-- Task to carry out --
For each line in the records that contains "snapshot", make a copy.

Collected data:
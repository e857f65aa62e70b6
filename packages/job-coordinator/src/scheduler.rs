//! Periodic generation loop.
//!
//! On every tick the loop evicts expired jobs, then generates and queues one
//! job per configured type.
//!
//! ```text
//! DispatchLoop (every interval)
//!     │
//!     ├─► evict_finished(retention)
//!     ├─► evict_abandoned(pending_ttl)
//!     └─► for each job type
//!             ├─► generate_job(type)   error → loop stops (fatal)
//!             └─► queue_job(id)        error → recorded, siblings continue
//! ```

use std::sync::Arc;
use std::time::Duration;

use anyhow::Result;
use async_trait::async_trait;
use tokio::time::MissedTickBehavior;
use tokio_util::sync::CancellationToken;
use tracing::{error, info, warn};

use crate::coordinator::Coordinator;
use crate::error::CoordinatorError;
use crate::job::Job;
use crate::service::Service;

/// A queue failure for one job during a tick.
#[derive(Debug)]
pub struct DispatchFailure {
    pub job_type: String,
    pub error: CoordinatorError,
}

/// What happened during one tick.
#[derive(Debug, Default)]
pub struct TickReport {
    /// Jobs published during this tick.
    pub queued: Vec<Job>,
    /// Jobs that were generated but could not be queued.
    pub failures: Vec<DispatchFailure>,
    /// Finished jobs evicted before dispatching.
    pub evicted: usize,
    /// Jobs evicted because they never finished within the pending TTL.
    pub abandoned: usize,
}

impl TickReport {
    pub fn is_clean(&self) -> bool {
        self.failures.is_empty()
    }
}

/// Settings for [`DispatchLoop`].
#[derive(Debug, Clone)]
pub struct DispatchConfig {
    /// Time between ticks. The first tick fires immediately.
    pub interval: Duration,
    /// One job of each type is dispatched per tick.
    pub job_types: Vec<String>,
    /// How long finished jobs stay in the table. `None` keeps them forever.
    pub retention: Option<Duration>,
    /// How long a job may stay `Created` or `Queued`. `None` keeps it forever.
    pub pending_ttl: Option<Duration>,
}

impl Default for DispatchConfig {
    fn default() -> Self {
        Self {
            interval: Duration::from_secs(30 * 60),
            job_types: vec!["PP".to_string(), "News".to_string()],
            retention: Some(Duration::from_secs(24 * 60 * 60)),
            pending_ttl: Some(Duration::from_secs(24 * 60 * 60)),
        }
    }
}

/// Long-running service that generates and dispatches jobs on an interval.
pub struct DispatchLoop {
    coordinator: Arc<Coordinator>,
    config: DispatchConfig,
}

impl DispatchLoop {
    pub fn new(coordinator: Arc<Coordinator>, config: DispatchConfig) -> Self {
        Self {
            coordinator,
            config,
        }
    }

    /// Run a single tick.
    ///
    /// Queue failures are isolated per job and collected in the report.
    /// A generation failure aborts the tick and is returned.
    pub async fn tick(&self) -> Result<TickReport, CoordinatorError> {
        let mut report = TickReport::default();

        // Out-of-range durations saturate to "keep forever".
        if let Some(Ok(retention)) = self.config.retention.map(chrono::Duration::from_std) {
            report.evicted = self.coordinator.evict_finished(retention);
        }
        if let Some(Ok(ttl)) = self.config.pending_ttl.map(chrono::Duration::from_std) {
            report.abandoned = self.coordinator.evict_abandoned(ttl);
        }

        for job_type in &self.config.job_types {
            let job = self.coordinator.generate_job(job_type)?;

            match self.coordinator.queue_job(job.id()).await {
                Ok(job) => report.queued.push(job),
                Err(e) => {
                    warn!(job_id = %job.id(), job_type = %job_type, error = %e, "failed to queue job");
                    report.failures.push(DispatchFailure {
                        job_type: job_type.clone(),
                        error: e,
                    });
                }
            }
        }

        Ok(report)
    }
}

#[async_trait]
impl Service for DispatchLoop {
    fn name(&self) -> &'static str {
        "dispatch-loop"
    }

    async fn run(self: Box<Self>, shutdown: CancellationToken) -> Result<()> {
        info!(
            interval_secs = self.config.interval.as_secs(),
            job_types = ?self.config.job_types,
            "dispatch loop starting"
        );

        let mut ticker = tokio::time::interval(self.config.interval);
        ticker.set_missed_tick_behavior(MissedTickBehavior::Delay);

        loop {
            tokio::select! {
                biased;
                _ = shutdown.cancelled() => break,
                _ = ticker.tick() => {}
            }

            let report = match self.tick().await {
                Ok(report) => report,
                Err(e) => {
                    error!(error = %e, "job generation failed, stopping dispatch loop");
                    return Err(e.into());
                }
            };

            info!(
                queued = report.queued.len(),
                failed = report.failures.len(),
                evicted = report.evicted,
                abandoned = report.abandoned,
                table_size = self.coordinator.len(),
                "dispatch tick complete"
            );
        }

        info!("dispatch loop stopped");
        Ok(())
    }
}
==
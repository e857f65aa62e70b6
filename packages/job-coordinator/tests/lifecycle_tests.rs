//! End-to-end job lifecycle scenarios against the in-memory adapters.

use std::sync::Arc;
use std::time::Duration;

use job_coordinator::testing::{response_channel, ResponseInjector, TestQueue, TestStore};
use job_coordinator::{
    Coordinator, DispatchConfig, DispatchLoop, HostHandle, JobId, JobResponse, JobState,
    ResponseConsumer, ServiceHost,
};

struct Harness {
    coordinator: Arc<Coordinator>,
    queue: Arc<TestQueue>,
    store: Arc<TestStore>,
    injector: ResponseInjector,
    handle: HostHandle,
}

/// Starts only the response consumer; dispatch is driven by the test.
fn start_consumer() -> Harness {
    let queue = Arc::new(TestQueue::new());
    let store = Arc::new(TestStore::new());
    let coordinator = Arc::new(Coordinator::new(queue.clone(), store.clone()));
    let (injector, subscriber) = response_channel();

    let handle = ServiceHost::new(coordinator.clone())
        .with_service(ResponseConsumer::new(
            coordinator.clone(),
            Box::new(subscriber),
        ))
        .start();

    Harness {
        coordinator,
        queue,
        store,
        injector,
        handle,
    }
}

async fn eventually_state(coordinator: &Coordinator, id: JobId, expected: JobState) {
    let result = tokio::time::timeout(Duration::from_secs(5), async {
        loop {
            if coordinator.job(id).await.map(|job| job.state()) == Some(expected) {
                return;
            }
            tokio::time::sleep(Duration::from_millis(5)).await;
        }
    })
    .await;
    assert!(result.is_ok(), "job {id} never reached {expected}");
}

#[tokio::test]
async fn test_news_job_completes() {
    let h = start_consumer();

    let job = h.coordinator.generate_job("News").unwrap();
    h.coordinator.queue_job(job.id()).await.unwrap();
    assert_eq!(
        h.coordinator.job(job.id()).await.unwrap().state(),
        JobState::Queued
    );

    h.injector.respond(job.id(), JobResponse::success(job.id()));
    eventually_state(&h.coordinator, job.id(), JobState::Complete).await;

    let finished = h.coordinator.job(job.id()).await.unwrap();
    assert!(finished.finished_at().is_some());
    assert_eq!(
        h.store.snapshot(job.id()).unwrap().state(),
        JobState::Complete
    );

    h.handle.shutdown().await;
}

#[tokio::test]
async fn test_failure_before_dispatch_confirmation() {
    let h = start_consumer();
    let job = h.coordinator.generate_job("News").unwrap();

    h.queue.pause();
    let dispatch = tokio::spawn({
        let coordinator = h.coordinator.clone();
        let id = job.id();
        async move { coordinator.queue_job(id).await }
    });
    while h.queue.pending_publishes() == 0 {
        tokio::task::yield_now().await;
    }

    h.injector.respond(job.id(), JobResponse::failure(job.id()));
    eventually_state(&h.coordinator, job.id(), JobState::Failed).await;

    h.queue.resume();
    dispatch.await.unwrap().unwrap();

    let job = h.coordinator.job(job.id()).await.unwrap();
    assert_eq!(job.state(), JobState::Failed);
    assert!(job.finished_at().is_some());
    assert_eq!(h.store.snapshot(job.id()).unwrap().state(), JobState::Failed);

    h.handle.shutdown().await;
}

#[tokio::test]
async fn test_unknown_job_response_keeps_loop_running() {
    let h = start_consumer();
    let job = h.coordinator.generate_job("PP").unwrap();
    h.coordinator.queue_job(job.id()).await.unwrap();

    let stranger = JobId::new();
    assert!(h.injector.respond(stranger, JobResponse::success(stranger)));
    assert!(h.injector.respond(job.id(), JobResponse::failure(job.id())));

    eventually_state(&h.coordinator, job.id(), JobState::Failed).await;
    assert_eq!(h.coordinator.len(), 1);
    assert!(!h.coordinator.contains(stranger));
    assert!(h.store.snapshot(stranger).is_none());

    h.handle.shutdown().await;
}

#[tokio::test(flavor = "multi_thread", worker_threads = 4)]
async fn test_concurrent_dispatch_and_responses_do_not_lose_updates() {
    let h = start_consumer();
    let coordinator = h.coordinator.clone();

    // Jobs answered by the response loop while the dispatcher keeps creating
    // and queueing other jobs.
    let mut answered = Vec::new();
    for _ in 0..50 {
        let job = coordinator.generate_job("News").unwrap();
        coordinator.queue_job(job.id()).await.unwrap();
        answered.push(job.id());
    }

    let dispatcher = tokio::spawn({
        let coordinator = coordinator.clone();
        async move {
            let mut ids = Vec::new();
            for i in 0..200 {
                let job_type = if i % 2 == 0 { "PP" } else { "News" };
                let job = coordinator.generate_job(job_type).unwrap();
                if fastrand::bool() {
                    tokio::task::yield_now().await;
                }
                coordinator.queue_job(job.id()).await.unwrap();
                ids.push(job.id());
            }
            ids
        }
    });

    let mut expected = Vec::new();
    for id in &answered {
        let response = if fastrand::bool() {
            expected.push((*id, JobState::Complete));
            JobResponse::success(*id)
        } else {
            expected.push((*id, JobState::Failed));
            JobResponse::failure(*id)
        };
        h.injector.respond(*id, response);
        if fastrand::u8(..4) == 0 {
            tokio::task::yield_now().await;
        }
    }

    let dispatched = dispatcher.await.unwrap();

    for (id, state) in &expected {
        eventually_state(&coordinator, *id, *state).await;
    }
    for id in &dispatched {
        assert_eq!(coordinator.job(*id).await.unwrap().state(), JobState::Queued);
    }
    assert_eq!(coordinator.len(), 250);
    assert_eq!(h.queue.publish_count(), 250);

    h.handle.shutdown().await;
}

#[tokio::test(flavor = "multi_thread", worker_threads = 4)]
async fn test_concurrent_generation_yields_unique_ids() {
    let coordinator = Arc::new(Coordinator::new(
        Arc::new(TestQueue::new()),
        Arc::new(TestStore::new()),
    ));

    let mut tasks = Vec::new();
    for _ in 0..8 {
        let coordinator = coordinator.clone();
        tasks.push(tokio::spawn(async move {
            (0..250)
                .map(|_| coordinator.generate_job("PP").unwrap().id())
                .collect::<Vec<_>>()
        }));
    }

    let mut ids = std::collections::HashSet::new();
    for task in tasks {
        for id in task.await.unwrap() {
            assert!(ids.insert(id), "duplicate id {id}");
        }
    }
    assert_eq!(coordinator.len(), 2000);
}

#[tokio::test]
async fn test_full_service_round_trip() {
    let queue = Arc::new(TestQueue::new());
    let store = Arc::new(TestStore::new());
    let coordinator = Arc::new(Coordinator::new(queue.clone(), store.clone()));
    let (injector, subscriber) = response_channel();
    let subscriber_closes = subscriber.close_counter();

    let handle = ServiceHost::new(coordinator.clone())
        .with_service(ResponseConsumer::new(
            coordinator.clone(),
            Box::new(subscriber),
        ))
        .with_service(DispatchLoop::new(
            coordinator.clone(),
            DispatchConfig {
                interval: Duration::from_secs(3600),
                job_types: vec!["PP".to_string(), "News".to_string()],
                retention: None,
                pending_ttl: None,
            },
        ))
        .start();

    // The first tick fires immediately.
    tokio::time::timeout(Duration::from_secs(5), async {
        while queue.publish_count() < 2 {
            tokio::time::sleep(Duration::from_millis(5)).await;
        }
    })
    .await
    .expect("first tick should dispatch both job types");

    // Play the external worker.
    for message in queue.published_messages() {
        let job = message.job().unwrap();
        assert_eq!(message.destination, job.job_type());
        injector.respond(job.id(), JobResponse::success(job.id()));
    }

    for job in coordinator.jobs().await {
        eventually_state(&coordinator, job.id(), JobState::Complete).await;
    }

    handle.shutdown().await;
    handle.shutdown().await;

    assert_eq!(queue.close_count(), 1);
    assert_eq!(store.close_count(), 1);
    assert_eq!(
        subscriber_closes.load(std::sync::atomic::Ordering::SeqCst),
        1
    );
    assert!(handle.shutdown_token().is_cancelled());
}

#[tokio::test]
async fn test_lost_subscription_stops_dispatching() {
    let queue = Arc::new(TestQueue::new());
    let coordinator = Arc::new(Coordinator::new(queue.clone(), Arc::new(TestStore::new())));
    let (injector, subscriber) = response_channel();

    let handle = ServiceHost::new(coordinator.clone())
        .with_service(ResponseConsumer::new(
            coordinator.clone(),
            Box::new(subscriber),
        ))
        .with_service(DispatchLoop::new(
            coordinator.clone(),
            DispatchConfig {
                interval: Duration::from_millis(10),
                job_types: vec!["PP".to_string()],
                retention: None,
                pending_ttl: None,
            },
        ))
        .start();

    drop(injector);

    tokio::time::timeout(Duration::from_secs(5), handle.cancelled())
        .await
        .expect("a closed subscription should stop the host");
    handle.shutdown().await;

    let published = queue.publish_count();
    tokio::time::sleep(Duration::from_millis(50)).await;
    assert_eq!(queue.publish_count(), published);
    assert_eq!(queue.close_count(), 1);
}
---
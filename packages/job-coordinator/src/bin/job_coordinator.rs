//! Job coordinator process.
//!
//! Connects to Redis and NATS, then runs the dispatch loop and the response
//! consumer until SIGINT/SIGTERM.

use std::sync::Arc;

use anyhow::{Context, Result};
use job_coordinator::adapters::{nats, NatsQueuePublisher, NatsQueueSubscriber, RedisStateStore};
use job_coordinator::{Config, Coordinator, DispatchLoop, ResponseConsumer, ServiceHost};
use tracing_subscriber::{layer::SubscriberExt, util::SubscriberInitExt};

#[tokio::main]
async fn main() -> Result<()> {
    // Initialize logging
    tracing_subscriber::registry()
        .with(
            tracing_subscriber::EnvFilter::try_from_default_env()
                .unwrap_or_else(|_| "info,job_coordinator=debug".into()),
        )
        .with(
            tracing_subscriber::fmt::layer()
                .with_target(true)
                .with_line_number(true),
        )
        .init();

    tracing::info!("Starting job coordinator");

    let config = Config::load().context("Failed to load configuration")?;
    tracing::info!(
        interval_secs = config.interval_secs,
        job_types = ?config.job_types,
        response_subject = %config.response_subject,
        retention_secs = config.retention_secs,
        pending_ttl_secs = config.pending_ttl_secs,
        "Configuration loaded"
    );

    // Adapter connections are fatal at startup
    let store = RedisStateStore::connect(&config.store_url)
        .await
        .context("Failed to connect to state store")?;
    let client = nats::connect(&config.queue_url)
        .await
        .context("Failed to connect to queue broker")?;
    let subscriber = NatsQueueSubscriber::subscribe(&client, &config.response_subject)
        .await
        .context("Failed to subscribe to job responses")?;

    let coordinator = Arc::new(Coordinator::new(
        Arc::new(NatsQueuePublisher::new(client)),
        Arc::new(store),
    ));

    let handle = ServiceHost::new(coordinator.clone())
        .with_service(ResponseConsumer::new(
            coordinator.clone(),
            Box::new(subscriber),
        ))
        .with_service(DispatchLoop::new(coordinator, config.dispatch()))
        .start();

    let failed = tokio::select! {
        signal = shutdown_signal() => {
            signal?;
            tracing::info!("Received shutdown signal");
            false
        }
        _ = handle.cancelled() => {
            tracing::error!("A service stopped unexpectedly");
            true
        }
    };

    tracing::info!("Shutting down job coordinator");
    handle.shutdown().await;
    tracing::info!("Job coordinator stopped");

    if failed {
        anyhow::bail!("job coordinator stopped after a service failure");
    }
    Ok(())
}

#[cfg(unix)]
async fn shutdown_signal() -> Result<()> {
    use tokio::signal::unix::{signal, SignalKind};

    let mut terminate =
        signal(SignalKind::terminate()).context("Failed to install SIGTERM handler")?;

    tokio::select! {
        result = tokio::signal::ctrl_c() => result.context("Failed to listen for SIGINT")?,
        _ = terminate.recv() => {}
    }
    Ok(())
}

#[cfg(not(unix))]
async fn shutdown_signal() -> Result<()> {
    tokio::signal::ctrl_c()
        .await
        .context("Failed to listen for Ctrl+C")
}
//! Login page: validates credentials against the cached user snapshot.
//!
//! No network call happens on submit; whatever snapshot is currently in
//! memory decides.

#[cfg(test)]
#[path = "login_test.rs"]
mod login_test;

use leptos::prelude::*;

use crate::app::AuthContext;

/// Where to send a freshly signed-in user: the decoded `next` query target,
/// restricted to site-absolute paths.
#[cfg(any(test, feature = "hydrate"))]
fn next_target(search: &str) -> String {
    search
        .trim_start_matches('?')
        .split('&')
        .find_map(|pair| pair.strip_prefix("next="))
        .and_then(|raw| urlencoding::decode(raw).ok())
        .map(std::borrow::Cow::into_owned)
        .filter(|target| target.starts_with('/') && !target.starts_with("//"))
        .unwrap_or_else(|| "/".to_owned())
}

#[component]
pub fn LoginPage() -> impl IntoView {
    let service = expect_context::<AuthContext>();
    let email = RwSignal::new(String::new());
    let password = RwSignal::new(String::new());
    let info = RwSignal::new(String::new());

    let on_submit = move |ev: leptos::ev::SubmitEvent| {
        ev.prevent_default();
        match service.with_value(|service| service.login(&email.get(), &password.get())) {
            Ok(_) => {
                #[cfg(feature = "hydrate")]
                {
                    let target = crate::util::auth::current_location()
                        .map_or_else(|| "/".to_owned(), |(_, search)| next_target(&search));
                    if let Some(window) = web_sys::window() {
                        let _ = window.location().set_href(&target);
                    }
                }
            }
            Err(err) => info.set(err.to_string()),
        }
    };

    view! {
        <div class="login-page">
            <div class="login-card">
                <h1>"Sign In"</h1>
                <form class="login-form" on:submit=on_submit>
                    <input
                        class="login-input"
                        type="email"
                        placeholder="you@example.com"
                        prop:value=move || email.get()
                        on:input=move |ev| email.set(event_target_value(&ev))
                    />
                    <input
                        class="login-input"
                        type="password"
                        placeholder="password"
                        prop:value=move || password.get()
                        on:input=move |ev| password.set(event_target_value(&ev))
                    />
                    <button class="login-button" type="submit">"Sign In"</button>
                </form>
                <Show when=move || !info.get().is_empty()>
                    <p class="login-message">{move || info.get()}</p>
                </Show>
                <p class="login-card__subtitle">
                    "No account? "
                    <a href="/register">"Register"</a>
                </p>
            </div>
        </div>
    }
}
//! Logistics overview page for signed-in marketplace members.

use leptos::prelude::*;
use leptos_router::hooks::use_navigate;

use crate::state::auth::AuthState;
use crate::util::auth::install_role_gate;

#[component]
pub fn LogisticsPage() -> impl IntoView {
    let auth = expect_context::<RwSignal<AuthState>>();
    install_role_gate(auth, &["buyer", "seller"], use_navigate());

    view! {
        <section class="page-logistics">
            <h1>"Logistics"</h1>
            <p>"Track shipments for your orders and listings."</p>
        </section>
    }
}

-- Result for this task --
        h.store.snapshot(job.id()).unwrap().state(),
    assert_eq!(h.store.snapshot(job.id()).unwrap().state(), JobState::Failed);
    assert!(h.store.snapshot(stranger).is_none());
//! Login page: validates credentials against the cached user snapshot.
//! No network call happens on submit; whatever snapshot is currently in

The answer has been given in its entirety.